Pigs Pigs Pigs Pigs Pigs Pigs Pigs, “Death Hilarious”

The UK stoner-metal outfit’s fifth studio album is another collection of pummelling, heavy thrills, the sound of grimy darkness being warped into something transcendently fun.
Reviews

Pigs Pigs Pigs Pigs Pigs Pigs Pigs, Death Hilarious

The UK stoner-metal outfit’s fifth studio album is another collection of pummelling, heavy thrills, the sound of grimy darkness being warped into something transcendently fun.

Words: Tom Morgan

April 03, 2025

Pigs Pigs Pigs Pigs Pigs Pigs Pigs
Death Hilarious
MISSING PIECE

Let’s hear it for Death Hilarious’s ridiculously awesome cover art. A vibrant explosion of colorful violence, rendered in a quasi-irezumi art style, the melange of animals and skeletons ripping each other to shreds perfectly captures Pigs Pigs Pigs Pigs Pigs Pigs Pigs’ vibe: fierce, thrilling, and brutally enjoyable.

The stoner-metal five-piece have a knack for turning gloom into feral entertainment, a recurring theme within this subgenre. The heady, blues-laden riffs of even the most savage stoner-rock bands are designed with the sole purpose of making you bang your head and get gloriously wasted on whatever poison you prefer. This ability to turn murky music about Satan and drugs into escapist thrills speaks volumes to the origin of many of the genre’s British greats, who generally hail from ex-industrial cities or sleepy rural towns. Black Sabbath were forged in the steel mills of Birmingham, Iron Monkey in the Midlands factory city of Nottingham, while Electric Wizard call a southern coastal town with a population of 15,000 home. Pigs Pigs Pigs Pigs Pigs Pigs Pigs, meanwhile, dwell in the northern port city of Newcastle.
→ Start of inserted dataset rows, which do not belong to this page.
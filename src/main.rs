//! ugen entry point.
//!
//! Loads an optional `.env`, parses the command line and hands off to
//! [`ugen::run`].

use std::process::ExitCode;

use clap::Parser;
use ugen::cli::Cli;

fn main() -> anyhow::Result<ExitCode> {
    dotenvy::dotenv().ok();

    let cli = Cli::parse();
    ugen::run(&cli)
}
//! Error code constants.
//!
//! Error codes are organized by category:
//! - 1xxx: Configuration errors
//! - 5xxx: Internal/System errors

/// Error code type with semantic categories.
#[derive(Debug, Clone, Copy, PartialEq, Eq, Hash)]
pub struct ErrorCode(i32);

impl ErrorCode {
    // ===== Configuration Errors (1xxx) =====

    /// Invalid configuration parameters.
    pub const INVALID_CONFIG: Self = Self(1003);

    /// A numeric token could not be parsed.
    pub const INVALID_NUMBER: Self = Self(1005);

    // ===== Internal/System Errors (5xxx) =====

    /// The randomness source failed to produce bytes.
    pub const RANDOMNESS_SOURCE: Self = Self(5004);

    /// A ULID or UUID could not be built.
    pub const ID_CONSTRUCTION: Self = Self(5005);

    /// Writing to the output sink failed.
    pub const OUTPUT_ERROR: Self = Self(5006);

    /// Encoding a payload failed.
    pub const ENCODING_ERROR: Self = Self(5007);

    /// Get the error code as an i32.
    #[must_use]
    pub const fn as_i32(self) -> i32 {
        self.0
    }

    /// Get the category of this error code.
    #[must_use]
    pub const fn category(&self) -> ErrorCategory {
        match self.0 {
            1000..=1999 => ErrorCategory::Configuration,
            5000..=5999 => ErrorCategory::Internal,
            _ => ErrorCategory::Unknown,
        }
    }
}

impl std::fmt::Display for ErrorCode {
    fn fmt(&self, f: &mut std::fmt::Formatter<'_>) -> std::fmt::Result {
        write!(f, "{}", self.0)
    }
}

impl From<ErrorCode> for i32 {
    fn from(code: ErrorCode) -> Self {
        code.0
    }
}

/// Error category based on error code range.
#[derive(Debug, Clone, Copy, PartialEq, Eq)]
pub enum ErrorCategory {
    /// Configuration-related errors (1xxx).
    Configuration,
    /// Internal/system errors (5xxx).
    Internal,
    /// Unknown category.
    Unknown,
}

impl std::fmt::Display for ErrorCategory {
    fn fmt(&self, f: &mut std::fmt::Formatter<'_>) -> std::fmt::Result {
        match self {
            Self::Configuration => write!(f, "configuration"),
            Self::Internal => write!(f, "internal"),
            Self::Unknown => write!(f, "unknown"),
        }
    }
}
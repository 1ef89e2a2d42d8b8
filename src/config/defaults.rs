//! Generation defaults.

use serde::Deserialize;

use crate::domain::DEFAULT_SEPARATOR;

/// Defaults applied when the command line leaves a value unset.
#[derive(Debug, Clone, Deserialize, PartialEq, Eq)]
pub struct DefaultsConfig {
    /// Number of values to generate.
    #[serde(default = "default_count")]
    pub count: usize,

    /// Payload length for character and byte strategies.
    #[serde(default = "default_length")]
    pub length: usize,

    /// Separator between values.
    #[serde(default = "default_separator")]
    pub separator: String,
}

const fn default_count() -> usize {
    1
}

const fn default_length() -> usize {
    12
}

fn default_separator() -> String {
    DEFAULT_SEPARATOR.to_string()
}

impl Default for DefaultsConfig {
    fn default() -> Self {
        Self {
            count: default_count(),
            length: default_length(),
            separator: default_separator(),
        }
    }
}
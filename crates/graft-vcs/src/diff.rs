use serde::{Deserialize, Serialize};

/// Upstream change kind, covering the full name-status alphabet.
///
/// `Unmerged`, `Unknown`, and `Broken` are never applied; the classifier
/// logs and skips them.
#[derive(Debug, Clone, PartialEq, Eq, Serialize, Deserialize)]
pub enum ChangeStatus {
    Added,
    Modified,
    Deleted,
    Renamed {
        old_path: String,
        similarity: Option<u8>,
    },
    Copied {
        old_path: String,
        similarity: Option<u8>,
    },
    TypeChanged,
    Unmerged,
    Unknown,
    Broken,
}

impl ChangeStatus {
    /// Raw git status letter for display.
    pub fn letter(&self) -> char {
        match self {
            Self::Added => 'A',
            Self::Modified => 'M',
            Self::Deleted => 'D',
            Self::Renamed { .. } => 'R',
            Self::Copied { .. } => 'C',
            Self::TypeChanged => 'T',
            Self::Unmerged => 'U',
            Self::Unknown => 'X',
            Self::Broken => 'B',
        }
    }
}

/// One entry of a name-status diff. `path` is the post-change path; for
/// renames and copies the pre-change path lives in the status.
#[derive(Debug, Clone, PartialEq, Eq, Serialize, Deserialize)]
pub struct DiffEntry {
    pub path: String,
    pub status: ChangeStatus,
}

impl DiffEntry {
    pub fn added(path: impl Into<String>) -> Self {
        Self {
            path: path.into(),
            status: ChangeStatus::Added,
        }
    }

    pub fn modified(path: impl Into<String>) -> Self {
        Self {
            path: path.into(),
            status: ChangeStatus::Modified,
        }
    }

    pub fn deleted(path: impl Into<String>) -> Self {
        Self {
            path: path.into(),
            status: ChangeStatus::Deleted,
        }
    }

    pub fn renamed(old_path: impl Into<String>, new_path: impl Into<String>) -> Self {
        Self {
            path: new_path.into(),
            status: ChangeStatus::Renamed {
                old_path: old_path.into(),
                similarity: None,
            },
        }
    }

    pub fn copied(old_path: impl Into<String>, new_path: impl Into<String>) -> Self {
        Self {
            path: new_path.into(),
            status: ChangeStatus::Copied {
                old_path: old_path.into(),
                similarity: None,
            },
        }
    }

    pub fn type_changed(path: impl Into<String>) -> Self {
        Self {
            path: path.into(),
            status: ChangeStatus::TypeChanged,
        }
    }
}

/// One commit in a range, for check/apply reports.
#[derive(Debug, Clone, PartialEq, Eq, Serialize, Deserialize)]
pub struct CommitInfo {
    pub sha: String,
    pub author: String,
    pub email: String,
    pub date: String,
    pub summary: String,
}

#[cfg(test)]
mod tests {
    use super::*;

    #[test]
    fn letters_match_git_name_status() {
        assert_eq!(DiffEntry::added("a").status.letter(), 'A');
        assert_eq!(DiffEntry::deleted("a").status.letter(), 'D');
        assert_eq!(DiffEntry::renamed("a", "b").status.letter(), 'R');
        assert_eq!(DiffEntry::copied("a", "b").status.letter(), 'C');
        assert_eq!(DiffEntry::type_changed("a").status.letter(), 'T');
    }

    #[test]
    fn renamed_entry_carries_both_paths() {
        let entry = DiffEntry::renamed("commands/x.md", "agents/y.md");
        assert_eq!(entry.path, "agents/y.md");
        match entry.status {
            ChangeStatus::Renamed { old_path, .. } => assert_eq!(old_path, "commands/x.md"),
            other => panic!("unexpected status: {other:?}"),
        }
    }
}
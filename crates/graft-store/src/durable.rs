use crate::lock;
use graft_core::constants;
use graft_core::error::StoreError;
use serde::Serialize;
use serde::de::DeserializeOwned;
use std::io::Write;
use std::path::{Path, PathBuf};
use tracing::{debug, warn};

/// Atomic single-file read/write primitive.
///
/// Writers produce a unique temp file in the target's directory, fsync it,
/// and rename over the target, so readers observe either the complete old
/// content or the complete new content. Concurrent writers serialize
/// through the `<file>.lock` advisory lock. Every replacing write first
/// copies the prior valid content to a `.bak` sibling (best-effort), and
/// loads fall back to `.bak` when the main file is malformed.
#[derive(Debug, Clone, PartialEq, Eq)]
pub struct DurableStore {
    lock_timeout_ms: u64,
    lock_poll_ms: u64,
}

impl Default for DurableStore {
    fn default() -> Self {
        Self {
            lock_timeout_ms: constants::LOCK_TIMEOUT_MS,
            lock_poll_ms: constants::LOCK_POLL_MS,
        }
    }
}

impl DurableStore {
    pub fn new(lock_timeout_ms: u64, lock_poll_ms: u64) -> Self {
        Self {
            lock_timeout_ms,
            lock_poll_ms,
        }
    }

    /// Load JSON. `Ok(None)` when the file does not exist; corrupt content
    /// falls back to `.bak`, and only when both fail is it an error.
    ///
    /// No lock is taken: rename-based writers never expose partial files.
    pub fn load_json<T: DeserializeOwned>(&self, path: &Path) -> Result<Option<T>, StoreError> {
        load_json_unlocked(path)
    }

    /// Write JSON atomically with the advisory lock held.
    pub fn write_json<T: Serialize>(&self, path: &Path, value: &T) -> Result<(), StoreError> {
        let _lock = lock::acquire(path, self.lock_timeout_ms, self.lock_poll_ms)?;
        write_json_unlocked(path, value)
    }

    /// Read-modify-write with the lock held for the whole critical
    /// section, so concurrent merges never lose updates.
    pub fn update_json<T, F>(&self, path: &Path, update: F) -> Result<T, StoreError>
    where
        T: Serialize + DeserializeOwned,
        F: FnOnce(Option<T>) -> T,
    {
        let _lock = lock::acquire(path, self.lock_timeout_ms, self.lock_poll_ms)?;
        let current = load_json_unlocked(path)?;
        let next = update(current);
        write_json_unlocked(path, &next)?;
        Ok(next)
    }

    /// Atomic text write. `preserve_mode` restores the original permission
    /// bits after the replace (rename would otherwise reset executables to
    /// umask defaults).
    pub fn write_text(
        &self,
        path: &Path,
        content: &str,
        preserve_mode: bool,
    ) -> Result<(), StoreError> {
        let _lock = lock::acquire(path, self.lock_timeout_ms, self.lock_poll_ms)?;

        let original_perms = if preserve_mode {
            std::fs::metadata(path).ok().map(|m| m.permissions())
        } else {
            None
        };

        backup_if_nonempty(path);
        replace_with_tempfile(path, content.as_bytes())?;

        if let Some(perms) = original_perms {
            let _ = std::fs::set_permissions(path, perms);
        }
        Ok(())
    }
}

fn load_json_unlocked<T: DeserializeOwned>(path: &Path) -> Result<Option<T>, StoreError> {
    if !path.exists() {
        return Ok(None);
    }
    let bytes = std::fs::read(path)?;
    match serde_json::from_slice(&bytes) {
        Ok(value) => Ok(Some(value)),
        Err(main_err) => {
            let backup = backup_path(path);
            if backup.exists()
                && let Ok(backup_bytes) = std::fs::read(&backup)
                && let Ok(value) = serde_json::from_slice(&backup_bytes)
            {
                warn!(path = %path.display(), "main file corrupt, recovered from backup");
                return Ok(Some(value));
            }
            Err(StoreError::corrupt(path.display().to_string(), main_err))
        }
    }
}

fn write_json_unlocked<T: Serialize>(path: &Path, value: &T) -> Result<(), StoreError> {
    let bytes = serde_json::to_vec_pretty(value)
        .map_err(|e| StoreError::serialize(path.display().to_string(), e))?;

    // Back up the previous content only if it still parses: never clobber
    // a good .bak with corrupt bytes.
    if path.exists() && is_valid_json_file(path) {
        if let Err(e) = std::fs::copy(path, backup_path(path)) {
            debug!(path = %path.display(), error = %e, "backup copy failed");
        }
    }

    replace_with_tempfile(path, &bytes)
}

fn replace_with_tempfile(path: &Path, bytes: &[u8]) -> Result<(), StoreError> {
    let parent = path.parent().unwrap_or_else(|| Path::new("."));
    std::fs::create_dir_all(parent)?;

    let mut tmp = tempfile::Builder::new()
        .prefix(&format!(
            "{}.",
            path.file_name()
                .map(|n| n.to_string_lossy().to_string())
                .unwrap_or_else(|| "graft".into())
        ))
        .suffix(".tmp")
        .tempfile_in(parent)?;
    tmp.write_all(bytes)?;
    tmp.as_file().sync_all()?;
    tmp.persist(path).map_err(|e| StoreError::Io(e.error))?;

    fsync_dir(parent);
    Ok(())
}

/// Best-effort directory fsync so the rename survives a crash.
fn fsync_dir(dir: &Path) {
    #[cfg(unix)]
    {
        if let Ok(handle) = std::fs::File::open(dir) {
            let _ = handle.sync_all();
        }
    }
    #[cfg(not(unix))]
    let _ = dir;
}

fn backup_path(path: &Path) -> PathBuf {
    let name = path
        .file_name()
        .map(|n| n.to_string_lossy().to_string())
        .unwrap_or_default();
    path.with_file_name(format!("{name}{}", constants::BACKUP_SUFFIX))
}

fn backup_if_nonempty(path: &Path) {
    let nonempty = std::fs::metadata(path).map(|m| m.len() > 0).unwrap_or(false);
    if nonempty {
        let _ = std::fs::copy(path, backup_path(path));
    }
}

fn is_valid_json_file(path: &Path) -> bool {
    std::fs::read(path)
        .ok()
        .and_then(|bytes| serde_json::from_slice::<serde_json::Value>(&bytes).ok())
        .is_some()
}

#[cfg(test)]
mod tests {
    use super::*;
    use serde::Deserialize;
    use std::collections::BTreeMap;

    #[derive(Debug, PartialEq, Serialize, Deserialize)]
    struct Counter {
        value: u64,
    }

    #[test]
    fn missing_file_loads_as_none() {
        let tmp = tempfile::tempdir().unwrap();
        let store = DurableStore::default();
        let loaded: Option<Counter> = store.load_json(&tmp.path().join("none.json")).unwrap();
        assert!(loaded.is_none());
    }

    #[test]
    fn write_then_load_round_trips() {
        let tmp = tempfile::tempdir().unwrap();
        let path = tmp.path().join("state.json");
        let store = DurableStore::default();
        store.write_json(&path, &Counter { value: 7 }).unwrap();
        let loaded: Counter = store.load_json(&path).unwrap().unwrap();
        assert_eq!(loaded, Counter { value: 7 });
    }

    #[test]
    fn corrupt_main_file_recovers_from_backup() {
        let tmp = tempfile::tempdir().unwrap();
        let path = tmp.path().join("state.json");
        let store = DurableStore::default();
        store.write_json(&path, &Counter { value: 1 }).unwrap();
        store.write_json(&path, &Counter { value: 2 }).unwrap();
        // Second write backed up value=1; now corrupt the main file.
        std::fs::write(&path, b"{not json").unwrap();

        let loaded: Counter = store.load_json(&path).unwrap().unwrap();
        assert_eq!(loaded.value, 1);
    }

    #[test]
    fn corrupt_file_without_backup_is_an_error() {
        let tmp = tempfile::tempdir().unwrap();
        let path = tmp.path().join("state.json");
        std::fs::write(&path, b"{not json").unwrap();
        let store = DurableStore::default();
        let err = store.load_json::<Counter>(&path).unwrap_err();
        assert!(matches!(err, StoreError::Corrupt { .. }));
    }

    #[test]
    fn corrupt_main_never_overwrites_good_backup() {
        let tmp = tempfile::tempdir().unwrap();
        let path = tmp.path().join("state.json");
        let store = DurableStore::default();
        store.write_json(&path, &Counter { value: 1 }).unwrap();
        store.write_json(&path, &Counter { value: 2 }).unwrap();
        std::fs::write(&path, b"garbage").unwrap();
        // Writing while main is corrupt must not replace .bak with garbage.
        store.write_json(&path, &Counter { value: 3 }).unwrap();

        let backup: Counter = serde_json::from_slice(
            &std::fs::read(tmp.path().join("state.json.bak")).unwrap(),
        )
        .unwrap();
        assert_eq!(backup.value, 1);
        let loaded: Counter = store.load_json(&path).unwrap().unwrap();
        assert_eq!(loaded.value, 3);
    }

    #[test]
    fn concurrent_read_modify_write_loses_no_updates() {
        let tmp = tempfile::tempdir().unwrap();
        let path = tmp.path().join("counter.json");
        let store = DurableStore::new(30_000, 5);
        store.write_json(&path, &Counter { value: 0 }).unwrap();

        let threads: Vec<_> = (0..8)
            .map(|_| {
                let store = store.clone();
                let path = path.clone();
                std::thread::spawn(move || {
                    for _ in 0..4 {
                        store
                            .update_json::<Counter, _>(&path, |current| {
                                let value = current.map(|c| c.value).unwrap_or(0);
                                Counter { value: value + 1 }
                            })
                            .unwrap();
                    }
                })
            })
            .collect();
        for t in threads {
            t.join().unwrap();
        }

        let final_value: Counter = store.load_json(&path).unwrap().unwrap();
        assert_eq!(final_value.value, 32);
    }

    #[test]
    fn write_text_preserves_mode_when_asked() {
        let tmp = tempfile::tempdir().unwrap();
        let path = tmp.path().join("hook.sh");
        std::fs::write(&path, "#!/bin/sh\n").unwrap();
        #[cfg(unix)]
        {
            use std::os::unix::fs::PermissionsExt;
            std::fs::set_permissions(&path, std::fs::Permissions::from_mode(0o755)).unwrap();
        }

        let store = DurableStore::default();
        store.write_text(&path, "#!/bin/sh\necho hi\n", true).unwrap();

        assert_eq!(std::fs::read_to_string(&path).unwrap(), "#!/bin/sh\necho hi\n");
        #[cfg(unix)]
        {
            use std::os::unix::fs::PermissionsExt;
            let mode = std::fs::metadata(&path).unwrap().permissions().mode();
            assert_eq!(mode & 0o777, 0o755);
        }
    }

    #[test]
    fn update_json_sees_latest_state_under_lock() {
        let tmp = tempfile::tempdir().unwrap();
        let path = tmp.path().join("map.json");
        let store = DurableStore::default();
        store
            .update_json::<BTreeMap<String, u32>, _>(&path, |current| {
                let mut map = current.unwrap_or_default();
                map.insert("a".into(), 1);
                map
            })
            .unwrap();
        let map = store
            .update_json::<BTreeMap<String, u32>, _>(&path, |current| {
                let mut map = current.unwrap_or_default();
                map.insert("b".into(), 2);
                map
            })
            .unwrap();
        assert_eq!(map.len(), 2);
    }
}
A whole book could be written about UK doom metal and the conditions that birthed it. The point is used here to illustrate the tone and mood that Pigs Pigs Pigs Pigs Pigs Pigs Pigs conjure up with their fifth studio album. Death Hilarious is another collection of pummeling, heavy thrills, the sound of grimy darkness being warped via hammer and tong into something transcendently fun. Nowhere is this better realized than on the seven-minute album centerpiece “The Wyrm.” The epic track’s opening two minutes are a crash of drum fills and a simple riff repeated until it becomes trance-inducing. Once this holy mountain has been scaled, its explorers break through the firmament into a bouncy stoner-rock rager.

“The Wyrm” may be Death Hilarious’s strongest song, though not quite the most singular. That accolade goes to “Glib Tounged,” an evil, midtempo rumbler that features an unexpected rapped verse by Run the Jewels’ El-P. This guest feature teeters on the edge of incongruous, but El is such a domineering presence that he grasps the bass riff’s meter and squeezes so tightly that its eyes practically burst from its head.

Elsewhere, it’s mostly business as usual for Pigs Pigs Pigs Pigs Pigs Pigs Pigs—repetitive, fuzz-stacked riffs overlaid with vocalist Matt Baty’s filthy, echoing yell. The only major shake-ups are that the majority of these tracks run under five minutes, which surprisingly does no harm to the band’s hypnotic qualities, and the absence of more eclectic, atmospheric fare in the vein of “The Weather Man” from their previous album, 2023’s Land of Sleeper. This is Pigs Pigs Pigs Pigs Pigs Pigs Pigs at their most straightforward and cutthroat: nine tracks that assault you with the single-minded fury of the phantom animals adorning the record’s cover.